Re:Apothekenturm "Quelle der Heilung"
« Antwort #149 am: Fr., 19. Apr 2019, 10:33 »

Vermaledeite Mistviecher. Es wurde höchste Zeit das sie sich einen Bogen baute. Viel zu lange hatte sie die Reise schon aufgeschoben, weil sie die wunderbare Stadt der Elfen nicht verlassen wollte. Doch seit sie in der Kaserne das erste Mal trainiert hatte, war ihr klar geworden wie sehr sie es vermisst hatte zu schießen. Das Gold, das sie brauchte, hatte sie inzwischen längst zusammen gespart und so war Arinna am frühen Morgen endlich aufgebrochen. Doch ihre Reise stand unter keinem guten Stern, denn ein Rudel hungriger Wölfe war über sie hergefallen und sie war ihm nur mit Mühe und Not entkommen. Doch eines der Tiere hatte sie in die Wade gebissen und nun humpelte sie mit schmerzverzerrten Gesicht in die Apotheke.

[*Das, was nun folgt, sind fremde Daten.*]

use super::{
    expressions::Expr,
    statements::Stmt,
    types::{FuncType, Type, TypeNode},
};

/// Where a declaration lives, written by the checker.
#[derive(Debug, Clone, Copy, PartialEq, Eq)]
pub enum ScopeTag {
    Global,
    Local,
}

/// The root of the tree: top-level declarations in source order.
#[derive(Debug, Clone, PartialEq, Default)]
pub struct Program {
    pub body: Vec<Decl>,
}

/// `name : type [= value] ;` or `name : auto = value ;`
#[derive(Debug, Clone, PartialEq)]
pub struct VarDecl {
    pub name: String,
    /// `None` for `auto`, the type then comes from the initializer.
    pub declared_type: Option<TypeNode>,
    pub value: Option<Expr>,
    pub line: u32,
    pub ty: Type,
    pub scope: Option<ScopeTag>,
}

/// `name : array [n] T [= { values }] ;`
#[derive(Debug, Clone, PartialEq)]
pub struct ArrayDecl {
    pub name: String,
    /// Always a `TypeNode::Array`.
    pub type_node: TypeNode,
    pub values: Vec<Expr>,
    pub line: u32,
    pub ty: Type,
    pub scope: Option<ScopeTag>,
}

/// `name : function R ( params ) [= { body }]`
///
/// A declaration with no body is a prototype.
#[derive(Debug, Clone, PartialEq)]
pub struct FuncDecl {
    pub name: String,
    pub signature: FuncType,
    pub body: Option<Vec<Stmt>>,
    pub line: u32,
    pub ty: Type,
    pub scope: Option<ScopeTag>,
}

#[derive(Debug, Clone, PartialEq)]
pub struct Param {
    pub name: String,
    pub type_node: TypeNode,
    pub line: u32,
    pub ty: Type,
}

#[derive(Debug, Clone, PartialEq)]
pub enum Decl {
    Var(VarDecl),
    Array(ArrayDecl),
    Func(FuncDecl),
}

impl Decl {
    pub fn name(&self) -> &str {
        match self {
            Decl::Var(decl) => &decl.name,
            Decl::Array(decl) => &decl.name,
            Decl::Func(decl) => &decl.name,
        }
    }

    pub fn line(&self) -> u32 {
        match self {
            Decl::Var(decl) => decl.line,
            Decl::Array(decl) => decl.line,
            Decl::Func(decl) => decl.line,
        }
    }

    /// The resolved type, `Unresolved` until the checker has run.
    pub fn ty(&self) -> &Type {
        match self {
            Decl::Var(decl) => &decl.ty,
            Decl::Array(decl) => &decl.ty,
            Decl::Func(decl) => &decl.ty,
        }
    }

    pub fn scope(&self) -> Option<ScopeTag> {
        match self {
            Decl::Var(decl) => decl.scope,
            Decl::Array(decl) => decl.scope,
            Decl::Func(decl) => decl.scope,
        }
    }
}
//! Lexical analysis module for the compiler.
//!
//! This module contains the lexer (tokenizer) that converts source code
//! into a stream of tokens for parsing. It handles:
//!
//! - Tokenization of source code using regex patterns
//! - Recognition of keywords, identifiers, literals, and operators
//! - Token position tracking for error reporting
//! - Comments and whitespace handling

pub mod lexer;
pub mod tokens;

Hallo? Ist jemand da? Ich bräuchte einen Heiler.

Vielleicht hätte ein einfacher Heitrank auch ausgereicht, doch Arinna kannte sich mit diesen Gebräuen noch nicht sonderlich gut aus. Was, wenn der Wolf die Tollwut gehabt hatte? Was, wenn die Wunde sich entzündete? Dieses Risiko wollte die junge Frau einfach nicht eingehen, daher hatte sie sich dazu entschlossen die Apotheke aufzusuchen und die Wunde fachmännisch versorgen zu lassen.